Statutory Wills: How To Change Someone's Will If They've Lost Mental Capacity9th Jun 2023
When A Loved One Loses Mental Capacity
Wills are important legal documents that help to secure your family’s financial future. Everyone should have one. But what happens if a person doesn’t get the chance to write or amend their will after a significant change in their personal or financial circumstances?
What happens if a sudden illness or injury robs them of their mental capacity – before they’ve had a chance to draft or change their will? What happens then?
This is where a statutory will can help…but only in the right circumstances, so expert legal advice is essential.
What Is A Statutory Will?
A statutory will is one that is made on behalf of a person who lacks the mental capacity to create a valid will themselves.
This legal instrument is governed by the Mental Capacity Act 2005. It can be authorised by the Court of Protection.

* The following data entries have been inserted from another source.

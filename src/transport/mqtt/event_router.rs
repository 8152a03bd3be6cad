//! Pure routing of rumqttc events and errors
//!
//! Nothing here performs I/O: events coming out of either rumqttc event loop
//! are classified into [`EventRoute`]s, and connection errors into
//! [`TransportError`]s, so the link and pump only act on the decision.
//! MQTT 3.1.1 acknowledgements carry no reason code, so every one of them is
//! a success; v5 ones are checked.

use crate::transport::{AckKind, LinkEvent, TransportError};
use rumqttc::v5::mqttbytes::v5::{
    ConnectReturnCode, DisconnectReasonCode, Packet, PubAckReason, PubCompReason, PubRecReason,
};
use rumqttc::v5::{ConnectionError, Event};
use rumqttc::Outgoing;

/// Pure event routing decisions
pub struct EventRouter;

impl EventRouter {
    /// Route an event from the MQTT 3.1.1 event loop
    pub fn route_v311_event(event: &rumqttc::Event) -> EventRoute {
        match event {
            rumqttc::Event::Incoming(packet) => match packet {
                rumqttc::Packet::ConnAck(connack) => match &connack.code {
                    rumqttc::ConnectReturnCode::Success => EventRoute::ConnectionAcknowledged,
                    code => EventRoute::ConnectionRefused(Self::classify_v311_connect_code(code)),
                },
                rumqttc::Packet::PubAck(_) => EventRoute::Acknowledged(AckKind::PubAck),
                rumqttc::Packet::PubRec(_) => EventRoute::Acknowledged(AckKind::PubRec),
                rumqttc::Packet::PubComp(_) => EventRoute::Acknowledged(AckKind::PubComp),
                rumqttc::Packet::Disconnect => EventRoute::Disconnected {
                    rejected: false,
                    reason: "DISCONNECT".to_string(),
                },
                other => EventRoute::InfrastructureEvent(format!("{other:?}")),
            },
            rumqttc::Event::Outgoing(outgoing) => Self::route_outgoing(outgoing),
        }
    }

    /// Route an event from the MQTT v5 event loop
    pub fn route_v5_event(event: &Event) -> EventRoute {
        match event {
            Event::Incoming(packet) => match packet {
                Packet::ConnAck(connack) => match &connack.code {
                    ConnectReturnCode::Success => EventRoute::ConnectionAcknowledged,
                    code => EventRoute::ConnectionRefused(Self::classify_v5_connect_code(code)),
                },
                Packet::PubAck(puback) => match &puback.reason {
                    PubAckReason::Success | PubAckReason::NoMatchingSubscribers => {
                        EventRoute::Acknowledged(AckKind::PubAck)
                    }
                    other => EventRoute::AckRejected(format!("PUBACK {other:?}")),
                },
                Packet::PubRec(pubrec) => match &pubrec.reason {
                    PubRecReason::Success | PubRecReason::NoMatchingSubscribers => {
                        EventRoute::Acknowledged(AckKind::PubRec)
                    }
                    other => EventRoute::AckRejected(format!("PUBREC {other:?}")),
                },
                Packet::PubComp(pubcomp) => match &pubcomp.reason {
                    PubCompReason::Success => EventRoute::Acknowledged(AckKind::PubComp),
                    other => EventRoute::AckRejected(format!("PUBCOMP {other:?}")),
                },
                Packet::Disconnect(disconnect) => EventRoute::Disconnected {
                    rejected: Self::is_rejection(&disconnect.reason_code),
                    reason: format!("{:?}", disconnect.reason_code),
                },
                other => EventRoute::InfrastructureEvent(format!("{other:?}")),
            },
            Event::Outgoing(outgoing) => Self::route_outgoing(outgoing),
        }
    }

    /// Outgoing events look the same for both protocols
    fn route_outgoing(outgoing: &Outgoing) -> EventRoute {
        match outgoing {
            Outgoing::Publish(_) => EventRoute::PublishWritten,
            Outgoing::Disconnect => EventRoute::ClientDisconnected,
            _ => EventRoute::OutgoingEvent,
        }
    }

    /// Link event forwarded to the publisher for a route, if any
    pub fn link_event(route: &EventRoute) -> Option<LinkEvent> {
        match route {
            EventRoute::PublishWritten => Some(LinkEvent::Written),
            EventRoute::Acknowledged(kind) => Some(LinkEvent::Acknowledged(*kind)),
            EventRoute::AckRejected(reason) => Some(LinkEvent::Rejected(reason.clone())),
            EventRoute::Disconnected { rejected, reason } => Some(if *rejected {
                LinkEvent::Rejected(format!("broker disconnected: {reason}"))
            } else {
                LinkEvent::Closed(format!("broker disconnected: {reason}"))
            }),
            EventRoute::ConnectionAcknowledged
            | EventRoute::ConnectionRefused(_)
            | EventRoute::ClientDisconnected
            | EventRoute::InfrastructureEvent(_)
            | EventRoute::OutgoingEvent => None,
        }
    }

    /// Classify an MQTT 3.1.1 CONNACK failure code
    ///
    /// Credential codes are authentication failures, an unavailable server
    /// is worth another attempt, everything else is a terminal refusal.
    pub fn classify_v311_connect_code(code: &rumqttc::ConnectReturnCode) -> TransportError {
        let reason = format!("{code:?}");
        match code {
            rumqttc::ConnectReturnCode::BadUserNamePassword
            | rumqttc::ConnectReturnCode::NotAuthorized => TransportError::Auth(reason),
            rumqttc::ConnectReturnCode::ServiceUnavailable => TransportError::Network(reason),
            _ => TransportError::Refused(reason),
        }
    }

    /// Classify an MQTT v5 CONNACK failure code
    ///
    /// Credential and ban codes are authentication failures, capacity codes
    /// are worth another attempt, everything else is a terminal refusal.
    pub fn classify_v5_connect_code(code: &ConnectReturnCode) -> TransportError {
        let reason = format!("{code:?}");
        match code {
            ConnectReturnCode::BadUserNamePassword
            | ConnectReturnCode::NotAuthorized
            | ConnectReturnCode::Banned
            | ConnectReturnCode::BadAuthenticationMethod => TransportError::Auth(reason),
            ConnectReturnCode::ServerUnavailable
            | ConnectReturnCode::ServerBusy
            | ConnectReturnCode::ConnectionRateExceeded => TransportError::Network(reason),
            _ => TransportError::Refused(reason),
        }
    }

    /// Classify an error returned by the MQTT 3.1.1 `EventLoop::poll`
    pub fn classify_v311_connection_error(error: &rumqttc::ConnectionError) -> TransportError {
        match error {
            rumqttc::ConnectionError::ConnectionRefused(code) => {
                Self::classify_v311_connect_code(code)
            }
            rumqttc::ConnectionError::Tls(e) => TransportError::Tls(e.to_string()),
            rumqttc::ConnectionError::Io(e) => TransportError::Network(e.to_string()),
            other => TransportError::Network(other.to_string()),
        }
    }

    /// Classify an error returned by the MQTT v5 `EventLoop::poll`
    pub fn classify_v5_connection_error(error: &ConnectionError) -> TransportError {
        match error {
            ConnectionError::ConnectionRefused(code) => Self::classify_v5_connect_code(code),
            ConnectionError::Tls(e) => TransportError::Tls(e.to_string()),
            ConnectionError::Io(e) => TransportError::Network(e.to_string()),
            other => TransportError::Network(other.to_string()),
        }
    }

    /// DISCONNECT reasons that mean the broker refused what we sent
    fn is_rejection(reason: &DisconnectReasonCode) -> bool {
        matches!(
            reason,
            DisconnectReasonCode::NotAuthorized
                | DisconnectReasonCode::TopicNameInvalid
                | DisconnectReasonCode::PacketTooLarge
                | DisconnectReasonCode::PayloadFormatInvalid
        )
    }
}

/// Routing decisions for MQTT events
#[derive(Debug, Clone, PartialEq)]
pub enum EventRoute {
    /// CONNACK with success code
    ConnectionAcknowledged,
    /// CONNACK with a failure code
    ConnectionRefused(TransportError),
    /// Our PUBLISH left the client
    PublishWritten,
    /// Acknowledgement with a success reason code
    Acknowledged(AckKind),
    /// Acknowledgement with a failure reason code
    AckRejected(String),
    /// Broker sent DISCONNECT
    Disconnected { rejected: bool, reason: String },
    /// Our DISCONNECT left the client
    ClientDisconnected,
    /// Infrastructure event (PingResp, etc.)
    InfrastructureEvent(String),
    /// Other outgoing event (handled by rumqttc)
    OutgoingEvent,
}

The Mental Capacity Act 2005 sets out the legal framework for decision-making on behalf of individuals who lack the mental capacity to take specific decisions for themselves.
Section 18 of the Act specifically addresses the making of statutory wills. It empowers the Court of Protection to approve and authorise a will on behalf of a person who is unable to make a will due to mental incapacity.
When considering an application for a statutory will, the Court of Protection will carefully evaluate the circumstances and evidence provided.
Its main consideration is to ensure that the proposed will reflects the best interests and wishes of the person lacking capacity, as far as they can be determined.
The court may take into account any previous expressions of wishes made by the individual, as well as the views of family members, friends or other relevant parties.
Find out more about the Court of Protection.
Why Would You Need A Statutory Will?
Society often assumes that it is more likely to be elderly people who are likely to need a statutory will due to dementia or Alzheimer’s Disease.
But in reality, people of any age can lose their mental capacity. Dementia can occur as early as the age of 40 or 50 – even as young as 30 in some cases.
Furthermore, individuals with lifelong learning disabilities may have limitations in their decision-making abilities. If they are unable to create a valid will themselves, a statutory will can be sought to ensure their estate is managed and distributed appropriately.
Acquired brain injury – individuals who have suffered a traumatic brain injury or other severe neurological conditions resulting in reduced mental capacity may require a statutory will to ensure their assets and affairs are handled in their best interests.
People who have suddenly suffered severe brain injuries may have substantial property and assets – but not the mental capacity to make a will to determine who will inherit them.
Some people requiring long-term care may have substantial assets because they are in no position to spend their money and because the NHS is looking after them.
So when they die, there is the risk of a large Inheritance Tax liability: significant amounts of money would go to the taxman instead of the person’s loved ones. A statutory will might mitigate this IHT liability, ensuring that more or all of the assets remain within the family.
How Does The Statutory Wills Process Work?
Applying to the Court of Protection for a statutory will involves a long and complex process:
- Gather relevant information and evidence – collect all the necessary information and evidence related to the person for whom the statutory will is being sought. This includes details about their assets, liabilities, their financial circumstances and any previous expressions of their wishes regarding their estate.
- Consult with a solicitor who specialises in wills and probate. Our lawyers can guide you through the process, provide legal advice and help to prepare and submit the application.
- Complete the application form – obtain the appropriate application form (COP1) from the Court of Protection. This form is used for various types of application to the court.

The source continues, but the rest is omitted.